SAVING OF POWERS OF STATES AS REGARDS FEES

Nothing in this Law shall affect the power to fix fees conferred upon the States by –

(a)     “La Loi (1930) constituant le Département du Vicomte”;4

(b)     “La Loi (1930) constituant le Département des Officiers de la Couronne”;4

(c)     “La Loi (1931) constituant le Département du Greffe Judiciaire”;4

(d)     “La Loi (1936) touchant la Rétribution de la charge de Bailli”;4

or by any Law, whether passed before or after the commencement of this Law, amending the said Laws.

ARTICLE 31

RULES OF COURT

Without prejudice to the power to make rules conferred upon the Royal Court by any Law whether passed before or after the commencement of this Law, rules of court may be made by the Superior Number of the Royal Court, with the advice and assistance of the Rules Committee –

(a)     for regulating and prescribing the procedure (including the method of pleading) and the practice to be followed in the court in all causes and matters in or with respect to which the court has for the time being jurisdiction (including the procedure and practice to be followed in the Departments of His Majesty’s Viscount and of the Judicial Greffier) and any matters incidental to or relating to any such procedure or practice, including (but without prejudice to the generality of the foregoing) the manner in which, and the time within which, any application which, under this Law or any enactment, is to be made to the court, shall be made;

(b)     for regulating the sittings of the court, whether sitting in court or in chambers;

(c)     for prescribing what part of the non-contentious business of the court may be transacted in chambers, either before the Bailiff alone, or before the Bailiff and Jurats, or before the Judicial Greffier, and, in respect of the business to be transacted before the Bailiff and Jurats in chambers, for prescribing the number of Jurats whose presence shall be requisite;

(d)     for regulating any matters relating to costs of proceedings in the court;

(e)     for regulating the means by which particular facts may be proved, and the mode in which evidence thereof may be given, in any proceedings or on any application in connexion with, or at any stage of any proceedings;

(f)      for taxing costs in any cause or matter in the court or in any proceedings preliminary or incidental to any such cause or matter;

(g)     for regulating the optional use of the English language in all causes and matters whatsoever in the court and in any proceedings preliminary or incidental to any such cause or matter;

(h)     for repealing any enactments which relate to matters with respect to which rules are made under this Article;

(j)      for regulating or making provision with respect to any other matters which may require to be regulated or with respect to which provision may require to be made under this Law.

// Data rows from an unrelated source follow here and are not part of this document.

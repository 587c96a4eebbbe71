//! HttpEventSource - reqwest-backed `ChannelTransport`.
//!
//! Each `open()` spawns one reader task that performs the GET, checks the
//! response and feeds body chunks through a `FrameDecoder`. Signals go out
//! on the owner's queue tagged with the open's generation; `close()` aborts
//! the reader and bumps the generation so anything it already queued can be
//! recognised as stale with [`HttpEventSource::is_current`].
//!
//! The source never reconnects on its own. After `Failed` it stays closed.

use std::collections::HashSet;
use std::sync::{Arc, Mutex, PoisonError};

use futures::StreamExt;
use reqwest::header::{ACCEPT, CACHE_CONTROL, CONTENT_TYPE};
use tokio::sync::mpsc;
use tokio::task::JoinHandle;

use crate::domain::notification::{FrameDecoder, DEFAULT_EVENT_TYPE};
use crate::ports::{ChannelTransport, TransportError, TransportSignal};

/// A transport signal tagged with the `open()` it belongs to.
#[derive(Debug, Clone, PartialEq)]
pub struct SourceEvent {
    pub generation: u64,
    pub signal: TransportSignal,
}

type EventTypes = Arc<Mutex<HashSet<String>>>;

/// Event-stream subscription over HTTP.
///
/// Generic over the owner's queue item so transport signals can share one
/// queue with commands and timer events.
pub struct HttpEventSource<E> {
    client: reqwest::Client,
    events: mpsc::UnboundedSender<E>,
    event_types: EventTypes,
    generation: u64,
    reader: Option<JoinHandle<()>>,
}

impl<E> HttpEventSource<E>
where
    E: From<SourceEvent> + Send + 'static,
{
    /// Creates a closed source. Unnamed (`message`) events are always
    /// delivered; other types only after `subscribe`.
    pub fn new(client: reqwest::Client, events: mpsc::UnboundedSender<E>) -> Self {
        let event_types = HashSet::from([DEFAULT_EVENT_TYPE.to_string()]);
        Self {
            client,
            events,
            event_types: Arc::new(Mutex::new(event_types)),
            generation: 0,
            reader: None,
        }
    }

    /// True if `generation` belongs to the currently open stream.
    pub fn is_current(&self, generation: u64) -> bool {
        self.reader.is_some() && generation == self.generation
    }

    /// True while a reader task is attached.
    pub fn is_open(&self) -> bool {
        self.reader.as_ref().is_some_and(|task| !task.is_finished())
    }
}

impl<E> ChannelTransport for HttpEventSource<E>
where
    E: From<SourceEvent> + Send + 'static,
{
    fn open(&mut self, url: &str, last_event_id: Option<&str>) -> Result<(), TransportError> {
        self.close();

        let url = reqwest::Url::parse(url).map_err(|e| TransportError::Connect(e.to_string()))?;

        let mut request = self
            .client
            .get(url)
            .header(ACCEPT, "text/event-stream")
            .header(CACHE_CONTROL, "no-cache");
        if let Some(id) = last_event_id.filter(|id| !id.is_empty()) {
            request = request.header("Last-Event-ID", id);
        }

        self.generation += 1;
        let reader = Reader {
            generation: self.generation,
            events: self.events.clone(),
            event_types: Arc::clone(&self.event_types),
        };
        self.reader = Some(tokio::spawn(reader.run(request)));
        Ok(())
    }

    fn close(&mut self) {
        if let Some(reader) = self.reader.take() {
            reader.abort();
            self.generation += 1;
        }
    }

    fn subscribe(&mut self, event_type: &str) {
        self.event_types
            .lock()
            .unwrap_or_else(PoisonError::into_inner)
            .insert(event_type.to_string());
    }
}

impl<E> Drop for HttpEventSource<E> {
    fn drop(&mut self) {
        if let Some(reader) = self.reader.take() {
            reader.abort();
        }
    }
}

struct Reader<E> {
    generation: u64,
    events: mpsc::UnboundedSender<E>,
    event_types: EventTypes,
}

impl<E> Reader<E>
where
    E: From<SourceEvent> + Send + 'static,
{
    async fn run(self, request: reqwest::RequestBuilder) {
        let failure = self.read(request).await;
        tracing::debug!(generation = self.generation, error = %failure, "Event stream ended");
        self.emit(TransportSignal::Failed(failure));
    }

    /// Reads until the stream ends and returns why it ended.
    async fn read(&self, request: reqwest::RequestBuilder) -> TransportError {
        let response = match request.send().await {
            Ok(response) => response,
            Err(e) => return TransportError::Connect(e.to_string()),
        };

        let status = response.status();
        if !status.is_success() {
            return TransportError::Status(status.as_u16());
        }

        let content_type = response
            .headers()
            .get(CONTENT_TYPE)
            .and_then(|v| v.to_str().ok())
            .unwrap_or("")
            .to_string();
        if !content_type.starts_with("text/event-stream") {
            return TransportError::ContentType(content_type);
        }

        if !self.emit(TransportSignal::Opened) {
            return TransportError::Closed;
        }

        let mut decoder = FrameDecoder::new();
        let mut body = response.bytes_stream();

        while let Some(chunk) = body.next().await {
            let bytes = match chunk {
                Ok(bytes) => bytes,
                Err(e) => return TransportError::Stream(e.to_string()),
            };

            for frame in decoder.feed(&bytes) {
                if !self.wants(frame.event_type()) {
                    continue;
                }
                if !self.emit(TransportSignal::Frame(frame)) {
                    return TransportError::Closed;
                }
            }
        }

        TransportError::Closed
    }

    fn wants(&self, event_type: &str) -> bool {
        self.event_types
            .lock()
            .unwrap_or_else(PoisonError::into_inner)
            .contains(event_type)
    }

    /// Returns false once the owner's queue is gone.
    fn emit(&self, signal: TransportSignal) -> bool {
        let event = SourceEvent {
            generation: self.generation,
            signal,
        };
        self.events.send(E::from(event)).is_ok()
    }
}

#[cfg(test)]
mod tests {
    use super::*;
    use axum::{
        body::Body,
        http::{header, StatusCode},
        response::Response,
        routing::get,
        Router,
    };
    use std::time::Duration;

    type Source = HttpEventSource<SourceEvent>;

    fn event_stream(body: &'static str) -> Response {
        Response::builder()
            .header(header::CONTENT_TYPE, "text/event-stream")
            .body(Body::from(body))
            .unwrap()
    }

    async fn serve(router: Router) -> String {
        let listener = tokio::net::TcpListener::bind("127.0.0.1:0").await.unwrap();
        let addr = listener.local_addr().unwrap();
        tokio::spawn(async move {
            axum::serve(listener, router).await.unwrap();
        });
        format!("http://{}", addr)
    }

    async fn next(rx: &mut mpsc::UnboundedReceiver<SourceEvent>) -> SourceEvent {
        tokio::time::timeout(Duration::from_secs(5), rx.recv())
            .await
            .expect("signal within timeout")
            .expect("queue open")
    }

    #[tokio::test]
    async fn invalid_url_fails_synchronously() {
        let (tx, _rx) = mpsc::unbounded_channel();
        let mut source = Source::new(reqwest::Client::new(), tx);

        assert!(matches!(
            source.open("not a url", None),
            Err(TransportError::Connect(_))
        ));
        assert!(!source.is_open());
    }

    #[tokio::test]
    async fn delivers_opened_then_default_frames_then_closed() {
        let base = serve(Router::new().route(
            "/stream",
            get(|| async {
                event_stream(": keep-alive\n\nid: 1\ndata: {\"n\":1}\n\nevent: other\ndata: skipped\n\n")
            }),
        ))
        .await;
        let (tx, mut rx) = mpsc::unbounded_channel();
        let mut source = Source::new(reqwest::Client::new(), tx);

        source.open(&format!("{}/stream", base), None).unwrap();

        let opened = next(&mut rx).await;
        assert_eq!(opened.signal, TransportSignal::Opened);
        assert!(source.is_current(opened.generation));

        match next(&mut rx).await.signal {
            TransportSignal::Frame(frame) => {
                assert_eq!(frame.id.as_deref(), Some("1"));
                assert_eq!(frame.data, "{\"n\":1}");
            }
            other => panic!("expected frame, got {:?}", other),
        }
        assert_eq!(
            next(&mut rx).await.signal,
            TransportSignal::Failed(TransportError::Closed)
        );
    }

    #[tokio::test]
    async fn subscribed_types_are_delivered() {
        let base = serve(Router::new().route(
            "/stream",
            get(|| async { event_stream("event: alert\ndata: hi\n\n") }),
        ))
        .await;
        let (tx, mut rx) = mpsc::unbounded_channel();
        let mut source = Source::new(reqwest::Client::new(), tx);
        source.subscribe("alert");

        source.open(&format!("{}/stream", base), None).unwrap();

        assert_eq!(next(&mut rx).await.signal, TransportSignal::Opened);
        match next(&mut rx).await.signal {
            TransportSignal::Frame(frame) => assert_eq!(frame.event_type(), "alert"),
            other => panic!("expected frame, got {:?}", other),
        }
    }

    #[tokio::test]
    async fn error_status_is_reported() {
        let base = serve(Router::new().route(
            "/stream",
            get(|| async { StatusCode::SERVICE_UNAVAILABLE }),
        ))
        .await;
        let (tx, mut rx) = mpsc::unbounded_channel();
        let mut source = Source::new(reqwest::Client::new(), tx);

        source.open(&format!("{}/stream", base), None).unwrap();

        assert_eq!(
            next(&mut rx).await.signal,
            TransportSignal::Failed(TransportError::Status(503))
        );
    }

    #[tokio::test]
    async fn wrong_content_type_is_reported() {
        let base = serve(Router::new().route("/stream", get(|| async { "plain text" }))).await;
        let (tx, mut rx) = mpsc::unbounded_channel();
        let mut source = Source::new(reqwest::Client::new(), tx);

        source.open(&format!("{}/stream", base), None).unwrap();

        assert!(matches!(
            next(&mut rx).await.signal,
            TransportSignal::Failed(TransportError::ContentType(_))
        ));
    }

    #[tokio::test]
    async fn last_event_id_is_sent() {
        let base = serve(Router::new().route(
            "/stream",
            get(|headers: axum::http::HeaderMap| async move {
                let id = headers
                    .get("last-event-id")
                    .and_then(|v| v.to_str().ok())
                    .unwrap_or("none")
                    .to_string();
                Response::builder()
                    .header(header::CONTENT_TYPE, "text/event-stream")
                    .body(Body::from(format!("data: {}\n\n", id)))
                    .unwrap()
            }),
        ))
        .await;
        let (tx, mut rx) = mpsc::unbounded_channel();
        let mut source = Source::new(reqwest::Client::new(), tx);

        source.open(&format!("{}/stream", base), Some("42")).unwrap();

        next(&mut rx).await;
        match next(&mut rx).await.signal {
            TransportSignal::Frame(frame) => assert_eq!(frame.data, "42"),
            other => panic!("expected frame, got {:?}", other),
        }
    }

    #[tokio::test]
    async fn close_makes_earlier_generation_stale() {
        let (tx, _rx) = mpsc::unbounded_channel();
        let mut source = Source::new(reqwest::Client::new(), tx);

        source.open("http://127.0.0.1:9/stream", None).unwrap();
        let first = source.generation;
        assert!(source.is_current(first));

        source.close();
        assert!(!source.is_current(first));

        source.open("http://127.0.0.1:9/stream", None).unwrap();
        assert!(!source.is_current(first));
        assert!(source.is_current(source.generation));
    }
}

(2)     Rules of court made under this Article shall apply to all proceedings by or against the Crown.

(3)     Rules of court made under this Article may be amended or revoked by subsequent rules and shall be laid before the States as soon as may be after they are made and if the States, within the period of twenty-one days beginning with the day on which any such rules are laid before them, resolve that they be annulled, they shall cease to have effect, but without prejudice to anything previously done thereunder or to the making of any new rules.

(4)     For the purpose of advising and assisting the Superior Number of the Royal Court in the making of rules, there shall be a Committee (in this Article referred to as “the Rules Committee”) composed of two Advocates appointed by the Jersey Bar and of two Solicitors (“Ecrivains”) appointed by the “Chambre des Ecrivains”.

(5)     The term of office of any person who is a member of the Rules Committee shall be such as may be specified in his appointment.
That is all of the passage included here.